Setup rapidi
I setup rapidi stanno in fondo alla scheda Servizi del container e installano un'applicazione completa in un colpo solo: invece di installare a mano le integrations che le servono e configurarle una per una, compili un breve form e la dashboard esegue l'intera sequenza mostrandoti cosa sta facendo, passo per passo.
La differenza con le integrations è questa: un'integration è un servizio che resta lì e continui a gestire dalla dashboard; un setup rapido è un'operazione una tantum che installa quei servizi e li configura tra loro. A setup concluso non c'è nulla di nuovo da gestire: trovi nella griglia le integrations che ha installato, con dentro la configurazione che ha scritto — e da lì le modifichi come qualsiasi altra.
Il dominio è opzionale ma conviene sceglierlo subito: è il momento in cui il sistema può configurare il reverse proxy e il certificato per te. Puoi indicare un dominio già registrato sul container, una tua zona VPN, o un dominio qualsiasi che hai già puntato all'IP del container con un record DNS.
Quello che il setup non fa. Aggiornamenti, backup e sicurezza dell'applicazione restano a carico tuo: il setup ti consegna un'installazione pulita e funzionante, non un servizio gestito.
Strapi
Cosa installa. Strapi, CMS headless in Node.js, con Node.js/PM2 a tenerlo in esecuzione e — se indichi un dominio — Caddy come reverse proxy.
Cosa ti chiede. Il nome dell'app (dà il nome al processo PM2 e alla
directory di installazione), la porta di ascolto (default 1337) e il dominio.

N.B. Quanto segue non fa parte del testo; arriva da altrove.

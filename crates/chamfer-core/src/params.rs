use crate::error::ParameterError;
use serde::{Deserialize, Serialize};
use std::f64::consts::PI;

/// Tuning knobs for [`crate::cut_corners`].
#[derive(Clone, Debug, PartialEq, Serialize, Deserialize)]
pub struct CutCornersParams {
    /// Fractions of the adjacent segment lengths to cut back from a corner.
    /// Each must lie in `(0, 0.5]`; larger ratios are tried first.
    #[serde(default = "default_cutoff_ratios")]
    pub cutoff_ratios: Vec<f64>,

    /// Corners whose direction change is below this angle (radians) are left
    /// alone. Must lie in `(0, pi)`.
    #[serde(default = "default_angle_threshold")]
    pub angle_threshold: f64,

    /// Minimum path length a cut has to save to be worth checking.
    #[serde(default = "default_distance_threshold")]
    pub distance_threshold: f64,

    /// Spacing of the points handed to the clearance oracle, in waypoint
    /// units.
    #[serde(default = "default_step_resolution")]
    pub step_resolution: f64,
}

impl Default for CutCornersParams {
    fn default() -> Self {
        Self {
            cutoff_ratios: default_cutoff_ratios(),
            angle_threshold: default_angle_threshold(),
            distance_threshold: default_distance_threshold(),
            step_resolution: default_step_resolution(),
        }
    }
}

fn default_cutoff_ratios() -> Vec<f64> {
    vec![0.5, 0.25]
}

fn default_angle_threshold() -> f64 {
    60f64.to_radians()
}

fn default_distance_threshold() -> f64 {
    0.2
}

fn default_step_resolution() -> f64 {
    0.01
}

impl CutCornersParams {
    pub fn with_cutoff_ratios(mut self, ratios: impl Into<Vec<f64>>) -> Self {
        self.cutoff_ratios = ratios.into();
        self
    }

    pub fn with_angle_threshold(mut self, radians: f64) -> Self {
        self.angle_threshold = radians;
        self
    }

    pub fn with_distance_threshold(mut self, distance: f64) -> Self {
        self.distance_threshold = distance;
        self
    }

    pub fn with_step_resolution(mut self, resolution: f64) -> Self {
        self.step_resolution = resolution;
        self
    }

    pub fn validate(&self) -> Result<(), ParameterError> {
        if self.cutoff_ratios.is_empty() {
            return Err(ParameterError::NoCutoffRatios);
        }
        // written so that NaN fails every check
        for &ratio in &self.cutoff_ratios {
            if !(ratio > 0.0 && ratio <= 0.5) {
                return Err(ParameterError::CutoffRatio { ratio });
            }
        }
        if !(self.angle_threshold > 0.0 && self.angle_threshold < PI) {
            return Err(ParameterError::AngleThreshold {
                angle: self.angle_threshold,
            });
        }
        if !(self.distance_threshold >= 0.0 && self.distance_threshold.is_finite()) {
            return Err(ParameterError::DistanceThreshold {
                distance: self.distance_threshold,
            });
        }
        if !(self.step_resolution > 0.0 && self.step_resolution.is_finite()) {
            return Err(ParameterError::StepResolution {
                resolution: self.step_resolution,
            });
        }
        Ok(())
    }

    /// Cutoff ratios, most aggressive first.
    pub fn sorted_ratios(&self) -> Vec<f64> {
        let mut ratios = self.cutoff_ratios.clone();
        ratios.sort_by(|a, b| b.total_cmp(a));
        ratios
    }
}

#[cfg(test)]
mod tests {
    use super::*;

    #[test]
    fn defaults_are_valid() {
        let params = CutCornersParams::default();
        assert_eq!(params.cutoff_ratios, vec![0.5, 0.25]);
        assert!((params.angle_threshold.cos() - 0.5).abs() < 1e-12);
        assert_eq!(params.distance_threshold, 0.2);
        params.validate().unwrap();
    }

    #[test]
    fn ratio_bounds() {
        for ratio in [0.0, -0.1, 0.5000001, 1.0, f64::NAN] {
            let params = CutCornersParams::default().with_cutoff_ratios([0.25, ratio]);
            assert!(
                matches!(params.validate(), Err(ParameterError::CutoffRatio { .. })),
                "ratio {ratio} should be rejected"
            );
        }
        CutCornersParams::default()
            .with_cutoff_ratios([0.5, 1e-6])
            .validate()
            .unwrap();
        assert_eq!(
            CutCornersParams::default()
                .with_cutoff_ratios(Vec::<f64>::new())
                .validate(),
            Err(ParameterError::NoCutoffRatios)
        );
    }

    #[test]
    fn angle_bounds() {
        for angle in [0.0, -1.0, PI, 4.0, f64::NAN] {
            let params = CutCornersParams::default().with_angle_threshold(angle);
            assert!(matches!(
                params.validate(),
                Err(ParameterError::AngleThreshold { .. })
            ));
        }
        CutCornersParams::default()
            .with_angle_threshold(PI - 1e-9)
            .validate()
            .unwrap();
    }

    #[test]
    fn distance_and_resolution_bounds() {
        assert!(
            CutCornersParams::default()
                .with_distance_threshold(-0.1)
                .validate()
                .is_err()
        );
        CutCornersParams::default()
            .with_distance_threshold(0.0)
            .validate()
            .unwrap();
        assert!(
            CutCornersParams::default()
                .with_step_resolution(0.0)
                .validate()
                .is_err()
        );
        assert!(
            CutCornersParams::default()
                .with_step_resolution(f64::INFINITY)
                .validate()
                .is_err()
        );
    }

    #[test]
    fn ratios_sort_descending() {
        let params = CutCornersParams::default().with_cutoff_ratios([0.1, 0.5, 0.25]);
        assert_eq!(params.sorted_ratios(), vec![0.5, 0.25, 0.1]);
    }
}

Come ti viene consegnato. Il progetto vive in /opt/setups/<nome> ed è
gestito da PM2, che lo riavvia da solo se cade e lo rimette in piedi al riavvio
del container. Al termine trovi l'URL del pannello di amministrazione: il primo
accesso ti fa creare l'utente amministratore.
WordPress
Cosa installa. WordPress, con PHP-FPM nella versione che scegli, MariaDB come database e Caddy a servire il sito. Se sul container c'è già Caddy non viene reinstallato: i vhost che hai scritto restano dove sono.
Cosa ti chiede. Il nome del sito (identifica l'installazione: dà il nome alla directory, al database e alla configurazione del web server), la versione di PHP e il dominio. Non ti chiede nulla del database: lo prepara il setup.
Come ti viene consegnato. Il sito vive in /srv/wordpress/<nome>. Il setup
crea database e utente dedicati, scrive wp-config.php con le credenziali e le
chiavi di sicurezza, e si ferma un passo prima dell'installazione vera e
propria: quando apri l'indirizzo trovi la schermata di WordPress che ti chiede
titolo del sito, utente amministratore e password — e non i parametri del
database, che sono già a posto. Nel riepilogo finale trovi il nome del database
e dell'utente creati, che ritrovi anche nella scheda MariaDB.
Senza dominio il sito risponde sull'indirizzo IP del container in HTTP: va bene per provare, ma il dominio andrà indicato prima di andare online — WordPress memorizza il proprio indirizzo, e cambiarlo dopo richiede di intervenire sulle impostazioni del sito.
La versione di PHP. Nel dubbio lascia la più recente. Le versioni vecchie servono solo a temi o plugin datati, e restano comunque installabili a parte dalla scheda PHP-FPM: più versioni possono convivere sullo stesso container.